Закадровый голос: Горенштейн был в Москве в хорошем настроении и на какое-то время в иллюзии того, что у него в обновляющейся России хорошие перспективы быть услышанным, т. е. прочитанным и признанным. Не случайно он в финале разговора с Ерофеевым произнес нечто для него удивительное.
Ф.Г. И я пошел на центральный телеграф давать жене телеграмму, международную, в Берлин. И как-то скучно стало давать телеграмму: «Приехал благополучно. Целую. Все хорошо». И подписаться. И поэтому я короткую фразу написал: «Ихь бин глюлкихь!»
В.Е. Это что значит?
Ф.Г. Я счастлив!
Счастливый Горенштейн – это большая редкость.
Была у Горенштейна, чуть позднее, и надежда на то, что роман получит первого русского «Букера».
И в уже цитированном письме Лазарю Лазареву из Парижа (16.11.1991) Горенштейн написал: «Хорошие впечатления, вопреки всему, и от Москвы. Очень хочется, чтоб в Москве наладилось».
Что именно должно налаживаться и как, Горенштейн также изложил в интервью Виктору Ерофееву.
В.Е. Ну так, традиционно: ты веришь в Россию или тебе кажется, что это – прóклятое место?
Ф.Г. Это неправильная формулировка. Что значит «веришь в Россию или не веришь» – это говорили так называемые национал-патриоты: «В Россию можно только верить».
Я думаю, что Россия встанет. Только она должна [будет – Ю.В.] отказаться от каких-то важных своих костылей. Прежде всего арифметика должна быть другой. Мне не нравится арифметика в 72 года. Это 450 лет. Это структура 450-летней давности, и это очень важно.
В.Е. То есть 72 года – это болезненный момент, но все эти болезни начались гораздо раньше.
Ф.Г. Гораздо раньше. Как раз Калита, как раз период Ивана Грозного, когда страна могла сложиться совсем по-другому. И конечно же, что за тема «Ивана Грозного»? Это победа одного образа жизни над другим образом жизни. Это победа московского монголоидного кочевого образа жизни над новгородско-псковским образом жизни, эгоистически-индивидуальным.
В.Е. И гораздо более свободным…
Ф.Г. Свободным и умелым, ничем не отличающимся от Запада. И вот три века потомки Калиты ломали хребет этой России и сломали ее только к концу царствования Ивана Грозного.

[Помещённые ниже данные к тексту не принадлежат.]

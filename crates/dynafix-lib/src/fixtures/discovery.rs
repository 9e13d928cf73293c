//! Manifest-based fixture discovery
//!
//! A workdir holds one directory per namespace. Fixtures of a namespace are
//! TOML manifests under its `fixtures/` directory:
//!
//! ```text
//! <workdir>/
//!   accounts/fixtures/0001_users.toml
//!   accounts/fixtures/0002_groups.toml
//!   shop/fixtures/0001_products.toml
//! ```
//!
//! A manifest declares its dependencies and the records it writes:
//!
//! ```toml
//! description = "Default staff accounts"
//! dependencies = ["accounts.0001_users"]
//!
//! [[records]]
//! collection = "groups"
//! key = "name"
//! data = { name = "staff", members = ["alice"] }
//! ```

use std::fs;
use std::path::{Path, PathBuf};
use std::sync::Arc;

use serde::Deserialize;
use serde_json::Value;
use thiserror::Error;
use tracing::{debug, trace, warn};

use super::{Catalog, FixtureUnit};
use crate::primitives::FixtureKey;
use crate::store::JsonStore;

/// Directory inside each namespace that holds its manifests
pub const FIXTURES_DIR: &str = "fixtures";

/// Extension of manifest files
pub const MANIFEST_EXTENSION: &str = "toml";

#[derive(Debug, Error)]
pub enum DiscoveryError {
    #[error("Failed to read {path}: {source}")]
    Io {
        path: PathBuf,
        source: std::io::Error,
    },

    #[error("Fixture {key} is invalid: {reason}")]
    BadFixtureUnit { key: FixtureKey, reason: String },
}

/// How discovery treats manifests that cannot be turned into fixture units
#[derive(Debug, Clone, Copy, Default, PartialEq, Eq)]
pub enum DiscoveryPolicy {
    /// Abort on the first invalid manifest
    #[default]
    Strict,
    /// Log a warning, skip the manifest and keep going
    Lenient,
}

/// Outcome of a discovery pass
#[derive(Debug)]
pub struct DiscoveryReport {
    pub catalog: Catalog,
    /// Namespaces that had a fixtures directory, in visiting order
    pub namespaces_searched: Vec<String>,
    /// Manifests skipped under [`DiscoveryPolicy::Lenient`]
    pub skipped: Vec<DiscoveryError>,
}

#[derive(Debug, Deserialize)]
#[serde(deny_unknown_fields)]
struct Manifest {
    #[serde(default)]
    description: Option<String>,
    #[serde(default)]
    dependencies: Vec<String>,
    #[serde(default)]
    records: Vec<ManifestRecord>,
}

#[derive(Debug, Clone, Deserialize)]
#[serde(deny_unknown_fields)]
struct ManifestRecord {
    collection: String,
    data: Value,
    #[serde(default)]
    key: Option<String>,
}

/// Fixture unit backed by a TOML manifest
///
/// Loading upserts every record of the manifest into the shared store. When a
/// record names a `key` field, an existing record with the same value for that
/// field is replaced, so loading the same fixture twice leaves one copy.
#[derive(Debug)]
pub struct ManifestFixture {
    key: FixtureKey,
    description: Option<String>,
    dependencies: Vec<FixtureKey>,
    records: Vec<ManifestRecord>,
    store: Arc<JsonStore>,
}

impl ManifestFixture {
    /// Parse manifest `source` for the fixture `key`
    pub fn parse(
        key: FixtureKey,
        source: &str,
        store: Arc<JsonStore>,
    ) -> Result<Self, DiscoveryError> {
        let manifest: Manifest = toml::from_str(source).map_err(|e| bad_unit(&key, e))?;

        let dependencies = manifest
            .dependencies
            .iter()
            .map(|dependency| {
                dependency
                    .parse::<FixtureKey>()
                    .map_err(|e| bad_unit(&key, format!("dependency {e}")))
            })
            .collect::<Result<Vec<_>, _>>()?;

        for (index, record) in manifest.records.iter().enumerate() {
            if record.collection.is_empty() {
                return Err(bad_unit(&key, format!("record {index} has an empty collection")));
            }
            if !record.data.is_object() {
                return Err(bad_unit(
                    &key,
                    format!(
                        "record {index} in collection '{}' must have a table as data",
                        record.collection
                    ),
                ));
            }
        }

        Ok(Self {
            key,
            description: manifest.description,
            dependencies,
            records: manifest.records,
            store,
        })
    }

    pub fn key(&self) -> &FixtureKey {
        &self.key
    }

    pub fn record_count(&self) -> usize {
        self.records.len()
    }
}

impl FixtureUnit for ManifestFixture {
    fn dependencies(&self) -> &[FixtureKey] {
        &self.dependencies
    }

    fn load(&self) -> anyhow::Result<()> {
        for record in &self.records {
            trace!(
                fixture = %self.key,
                collection = %record.collection,
                "Writing record"
            );
            self.store
                .upsert(&record.collection, record.key.as_deref(), record.data.clone())?;
        }
        Ok(())
    }

    fn description(&self) -> Option<&str> {
        self.description.as_deref()
    }
}

/// Walks a workdir and builds the catalog of manifest fixtures
#[derive(Debug, Clone)]
pub struct Loader {
    workdir: PathBuf,
    store: Arc<JsonStore>,
    policy: DiscoveryPolicy,
}

impl Loader {
    pub fn new(workdir: impl Into<PathBuf>, store: Arc<JsonStore>) -> Self {
        Self {
            workdir: workdir.into(),
            store,
            policy: DiscoveryPolicy::default(),
        }
    }

    pub fn with_policy(mut self, policy: DiscoveryPolicy) -> Self {
        self.policy = policy;
        self
    }

    pub fn workdir(&self) -> &Path {
        &self.workdir
    }

    pub fn policy(&self) -> DiscoveryPolicy {
        self.policy
    }

    /// Discover every manifest under the workdir
    pub fn discover(&self) -> Result<DiscoveryReport, DiscoveryError> {
        let mut report = DiscoveryReport {
            catalog: Catalog::new(),
            namespaces_searched: Vec::new(),
            skipped: Vec::new(),
        };

        for namespace_dir in sorted_entries(&self.workdir)? {
            if !namespace_dir.is_dir() {
                continue;
            }
            let Some(namespace) = file_name(&namespace_dir) else {
                continue;
            };
            if namespace.starts_with('.') {
                continue;
            }
            if namespace.contains('.') {
                warn!("Skipping namespace '{namespace}': names may not contain '.'");
                continue;
            }

            let fixtures_dir = namespace_dir.join(FIXTURES_DIR);
            if !fixtures_dir.is_dir() {
                debug!("Namespace '{namespace}' has no {FIXTURES_DIR} directory");
                continue;
            }

            report.namespaces_searched.push(namespace.clone());
            self.discover_namespace(&namespace, &fixtures_dir, &mut report)?;
        }

        debug!(
            fixtures = report.catalog.len(),
            namespaces = report.namespaces_searched.len(),
            skipped = report.skipped.len(),
            "Discovery finished"
        );
        Ok(report)
    }

    fn discover_namespace(
        &self,
        namespace: &str,
        fixtures_dir: &Path,
        report: &mut DiscoveryReport,
    ) -> Result<(), DiscoveryError> {
        for path in sorted_entries(fixtures_dir)? {
            let Some(name) = manifest_name(&path) else {
                continue;
            };
            let key = FixtureKey::new(namespace, name);

            let source = fs::read_to_string(&path).map_err(|source| DiscoveryError::Io {
                path: path.clone(),
                source,
            })?;

            match ManifestFixture::parse(key.clone(), &source, Arc::clone(&self.store)) {
                Ok(unit) => {
                    trace!(records = unit.record_count(), "Discovered fixture {key}");
                    report.catalog.insert(key, Box::new(unit));
                }
                Err(err) => match self.policy {
                    DiscoveryPolicy::Strict => return Err(err),
                    DiscoveryPolicy::Lenient => {
                        warn!("Skipping fixture: {err}");
                        report.skipped.push(err);
                    }
                },
            }
        }
        Ok(())
    }
}

fn bad_unit(key: &FixtureKey, reason: impl ToString) -> DiscoveryError {
    DiscoveryError::BadFixtureUnit {
        key: key.clone(),
        reason: reason.to_string(),
    }
}

fn sorted_entries(dir: &Path) -> Result<Vec<PathBuf>, DiscoveryError> {
    let io_error = |source| DiscoveryError::Io {
        path: dir.to_path_buf(),
        source,
    };

    let mut paths = fs::read_dir(dir)
        .map_err(io_error)?
        .map(|entry| entry.map(|entry| entry.path()))
        .collect::<Result<Vec<_>, _>>()
        .map_err(io_error)?;
    paths.sort();
    Ok(paths)
}

fn file_name(path: &Path) -> Option<String> {
    path.file_name()
        .and_then(|name| name.to_str())
        .map(str::to_string)
}

/// Fixture name for a manifest path, or `None` when the file is not a fixture
fn manifest_name(path: &Path) -> Option<String> {
    if !path.is_file() {
        return None;
    }
    if path.extension().and_then(|ext| ext.to_str()) != Some(MANIFEST_EXTENSION) {
        return None;
    }

    let stem = path.file_stem()?.to_str()?;
    if stem.is_empty() || stem.starts_with(['_', '.', '~']) {
        return None;
    }
    Some(stem.to_string())
}

#[cfg(test)]
mod tests {
    include!("discovery.test.rs");
}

Отношения между монголоидной Москвой и Новгородом было такое же, как теперь отношения между Россией и Литвой. Они завидовали, они ненавидели. Они старались там поселиться. Они всячески переселяли новгородцев и псковцев куда-то в глубинные места… То есть мы узнаём современные проблемы. Мы подошли опять к проблемам, которые существовали 450 лет назад.
В.Е. Значит, для России важно вернуться, что, к новгородскому вече или к чему?
Ф.Г. Нет, не к новгородскому вече, а к образу жизни эгоиста, образу жизни индивидуалиста…
В.Е. Европейскому образу жизни?
Ф.Г. Тому образу, который существовал до того, как Калита создал это государство.